Downing Street Years - Margaret Thatcher [144]
More than ever, the outcome now lay in the hands of our soldiers on the Falklands, not with the politicians. Like everyone else in Britain, I was glued to the radio for news — strictly keeping to my self-imposed rule not to telephone while the conflict was underway. On my way back from Chequers to No. 10, that Sunday (13 June), I went via Northwood to learn what I could. What was to turn out to be the final assault was bitterly fought, particularly at Mount Tumbledown where the Argentinians were well prepared. But Tumbledown, Mount William and Wireless Ridge fell to our forces, who were soon on the outskirts of Stanley.
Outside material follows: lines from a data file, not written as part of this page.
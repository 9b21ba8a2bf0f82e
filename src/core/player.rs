//! Participant identification and per-participant data storage.
//!
//! ## PlayerId
//!
//! Seat index of a participant, 0-based. Displayed 1-based ("Player 1")
//! to match the default participant names.
//!
//! ## PlayerMap
//!
//! Per-participant storage backed by `Vec` for O(1) access.
//! Supports iteration and indexing by `PlayerId`.

use serde::{Deserialize, Serialize};
use std::ops::{Index, IndexMut};

/// Seat of a participant. Supports up to 255 participants.
#[derive(Clone, Copy, Debug, PartialEq, Eq, PartialOrd, Ord, Hash, Serialize, Deserialize)]
pub struct PlayerId(pub u8);

impl PlayerId {
    /// Largest supported participant count.
    pub const MAX_PLAYERS: usize = u8::MAX as usize;

    /// Create a new player ID.
    #[must_use]
    pub const fn new(id: u8) -> Self {
        Self(id)
    }

    /// Get the raw seat index (0-based).
    #[must_use]
    pub const fn index(self) -> usize {
        self.0 as usize
    }

    /// The seat after this one, wrapping around the table.
    #[must_use]
    pub fn next(self, player_count: usize) -> Self {
        Self(((self.index() + 1) % player_count) as u8)
    }

    /// Iterate over all seats for a game with `player_count` participants.
    ///
    /// ```
    /// use qwixx_engine::core::PlayerId;
    ///
    /// let players: Vec<_> = PlayerId::all(3).collect();
    /// assert_eq!(players, vec![PlayerId::new(0), PlayerId::new(1), PlayerId::new(2)]);
    /// ```
    pub fn all(player_count: usize) -> impl Iterator<Item = PlayerId> {
        (0..player_count as u8).map(PlayerId)
    }

    /// Every other seat, in table order starting right after this one.
    ///
    /// ```
    /// use qwixx_engine::core::PlayerId;
    ///
    /// let others: Vec<_> = PlayerId::new(1).others(4).collect();
    /// assert_eq!(others, vec![PlayerId::new(2), PlayerId::new(3), PlayerId::new(0)]);
    /// ```
    pub fn others(self, player_count: usize) -> impl Iterator<Item = PlayerId> {
        let start = self.index();
        (1..player_count).map(move |offset| PlayerId(((start + offset) % player_count) as u8))
    }
}

impl std::fmt::Display for PlayerId {
    fn fmt(&self, f: &mut std::fmt::Formatter<'_>) -> std::fmt::Result {
        write!(f, "Player {}", self.index() + 1)
    }
}

/// Per-participant data storage with O(1) access.
///
/// Built from an already validated participant list, so it is never empty.
///
/// ## Example
///
/// ```
/// use qwixx_engine::core::{PlayerId, PlayerMap};
///
/// let mut penalties: PlayerMap<u32> = PlayerMap::new(3, |_| 0);
/// penalties[PlayerId::new(2)] += 1;
///
/// assert_eq!(penalties[PlayerId::new(2)], 1);
/// assert_eq!(penalties.player_count(), 3);
/// ```
#[derive(Clone, Debug, PartialEq, Eq, Hash, Serialize, Deserialize)]
pub struct PlayerMap<T> {
    data: Vec<T>,
}

impl<T> PlayerMap<T> {
    /// Create a new PlayerMap with values from a factory function.
    pub fn new(player_count: usize, factory: impl Fn(PlayerId) -> T) -> Self {
        debug_assert!(player_count <= PlayerId::MAX_PLAYERS);
        Self {
            data: PlayerId::all(player_count).map(factory).collect(),
        }
    }

    /// Wrap values already in seat order.
    pub fn from_vec(data: Vec<T>) -> Self {
        debug_assert!(data.len() <= PlayerId::MAX_PLAYERS);
        Self { data }
    }

    /// Get the number of participants.
    #[must_use]
    pub fn player_count(&self) -> usize {
        self.data.len()
    }

    /// Get a reference to a participant's data.
    #[must_use]
    pub fn get(&self, player: PlayerId) -> &T {
        &self.data[player.index()]
    }

    /// Get a mutable reference to a participant's data.
    pub fn get_mut(&mut self, player: PlayerId) -> &mut T {
        &mut self.data[player.index()]
    }

    /// Iterate over (PlayerId, &T) pairs in seat order.
    pub fn iter(&self) -> impl Iterator<Item = (PlayerId, &T)> {
        self.data
            .iter()
            .enumerate()
            .map(|(i, v)| (PlayerId(i as u8), v))
    }

    /// Iterate over (PlayerId, &mut T) pairs in seat order.
    pub fn iter_mut(&mut self) -> impl Iterator<Item = (PlayerId, &mut T)> {
        self.data
            .iter_mut()
            .enumerate()
            .map(|(i, v)| (PlayerId(i as u8), v))
    }

    /// Iterate over the values in seat order.
    pub fn values(&self) -> impl Iterator<Item = &T> {
        self.data.iter()
    }
}

impl<T> Index<PlayerId> for PlayerMap<T> {
    type Output = T;

    fn index(&self, player: PlayerId) -> &Self::Output {
        self.get(player)
    }
}

impl<T> IndexMut<PlayerId> for PlayerMap<T> {
    fn index_mut(&mut self, player: PlayerId) -> &mut Self::Output {
        self.get_mut(player)
    }
}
I visited the islands seven months later and saw the terrain for myself, walking the ground at first light in driving wind and rain, wending my way around those grim outcrops of rock which made natural fortifications for the Argentine defenders. Our boys had had to cover the ground and take the positions in thick darkness. It could only have been done by the most professional and disciplined of forces.
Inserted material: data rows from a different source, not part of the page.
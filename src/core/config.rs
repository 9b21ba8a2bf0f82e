//! Game configuration.
//!
//! Adapters describe the table (participant count, optional names, seed) and
//! may tune the end-of-game limits. `validate` runs before any game state is
//! built, so a bad configuration never produces a half-made game.

use serde::{Deserialize, Serialize};

use super::color::Color;
use super::error::{GameError, Result};
use super::player::PlayerId;

/// Configuration for a new game.
#[derive(Clone, Debug, PartialEq, Eq, Serialize, Deserialize)]
pub struct GameConfig {
    /// Number of participants (at least 2).
    pub player_count: usize,

    /// Participant names in seat order.
    /// `None` names them "Player 1".."Player N".
    pub player_names: Option<Vec<String>>,

    /// Seed for the dice and for picking the starting seat.
    pub seed: u64,

    /// Seat that takes the first turn. `None` draws it from the seed.
    pub first_player: Option<PlayerId>,

    /// A sheet with this many failed attempts ends the game.
    pub max_failed_attempts: u32,

    /// The game ends once this many colors or fewer are still open.
    pub min_open_colors: usize,
}

impl Default for GameConfig {
    fn default() -> Self {
        Self {
            player_count: 2,
            player_names: None,
            seed: 42,
            first_player: None,
            max_failed_attempts: 4,
            min_open_colors: 2,
        }
    }
}

impl GameConfig {
    /// Create a config for `player_count` unnamed participants.
    pub fn new(player_count: usize) -> Self {
        Self {
            player_count,
            ..Self::default()
        }
    }

    /// Create a config whose participant count is taken from the names.
    pub fn with_players<S: Into<String>>(names: impl IntoIterator<Item = S>) -> Self {
        let names: Vec<String> = names.into_iter().map(Into::into).collect();
        Self {
            player_count: names.len(),
            player_names: Some(names),
            ..Self::default()
        }
    }

    /// Set participant names.
    pub fn with_names<S: Into<String>>(mut self, names: impl IntoIterator<Item = S>) -> Self {
        self.player_names = Some(names.into_iter().map(Into::into).collect());
        self
    }

    /// Set the RNG seed.
    pub fn with_seed(mut self, seed: u64) -> Self {
        self.seed = seed;
        self
    }

    /// Fix the starting seat.
    pub fn with_first_player(mut self, player: PlayerId) -> Self {
        self.first_player = Some(player);
        self
    }

    /// Set the failed-attempt limit.
    pub fn with_max_failed_attempts(mut self, limit: u32) -> Self {
        self.max_failed_attempts = limit;
        self
    }

    /// Set how few open colors end the game.
    pub fn with_min_open_colors(mut self, count: usize) -> Self {
        self.min_open_colors = count;
        self
    }

    /// Check the configuration.
    pub fn validate(&self) -> Result<()> {
        if self.player_count < 2 {
            return Err(GameError::InvalidConfiguration(format!(
                "at least 2 participants are required, got {}",
                self.player_count
            )));
        }
        if self.player_count > PlayerId::MAX_PLAYERS {
            return Err(GameError::InvalidConfiguration(format!(
                "at most {} participants are supported, got {}",
                PlayerId::MAX_PLAYERS,
                self.player_count
            )));
        }
        if let Some(names) = &self.player_names {
            if names.len() != self.player_count {
                return Err(GameError::InvalidConfiguration(format!(
                    "{} names given for {} participants",
                    names.len(),
                    self.player_count
                )));
            }
        }
        if let Some(first) = self.first_player {
            if first.index() >= self.player_count {
                return Err(GameError::InvalidConfiguration(format!(
                    "first player {} is not seated at a {}-participant table",
                    first, self.player_count
                )));
            }
        }
        if self.min_open_colors >= Color::COUNT {
            return Err(GameError::InvalidConfiguration(format!(
                "min_open_colors must be below {}, got {}",
                Color::COUNT,
                self.min_open_colors
            )));
        }
        if self.max_failed_attempts == 0 {
            return Err(GameError::InvalidConfiguration(
                "max_failed_attempts must be positive".into(),
            ));
        }
        Ok(())
    }

    /// Names in seat order, filling in defaults when none were given.
    pub fn resolved_names(&self) -> Vec<String> {
        match &self.player_names {
            Some(names) => names.clone(),
            None => PlayerId::all(self.player_count)
                .map(|p| p.to_string())
                .collect(),
        }
    }
}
When the War Cabinet met on Monday morning all that we knew was that the battle was still in progress. The speed with which the end came took all of us by surprise. The Argentinians were weary, demoralized and very badly led — as ample evidence at the time and later showed. They had had enough. They threw down their arms and could be seen retreating through their own minefields into Stanley.
That evening, having learnt the news, I went to the House of Commons to announce the victory. I could not get into my own room; it was locked and the Chief Whip’s assistant had to search for the key. I then wrote out on a scrap of paper which I found somewhere on my desk the short statement which, there being no other procedural means, I would have to make on a Point of Order to the House. At 10 p.m. I rose and told them that it had been reported that there were white flags flying over Port Stanley. The war was over. We all felt the same and the cheers showed it. Right had prevailed. And when I went to sleep very late that night I realized how great the burden was which had been lifted from my shoulders.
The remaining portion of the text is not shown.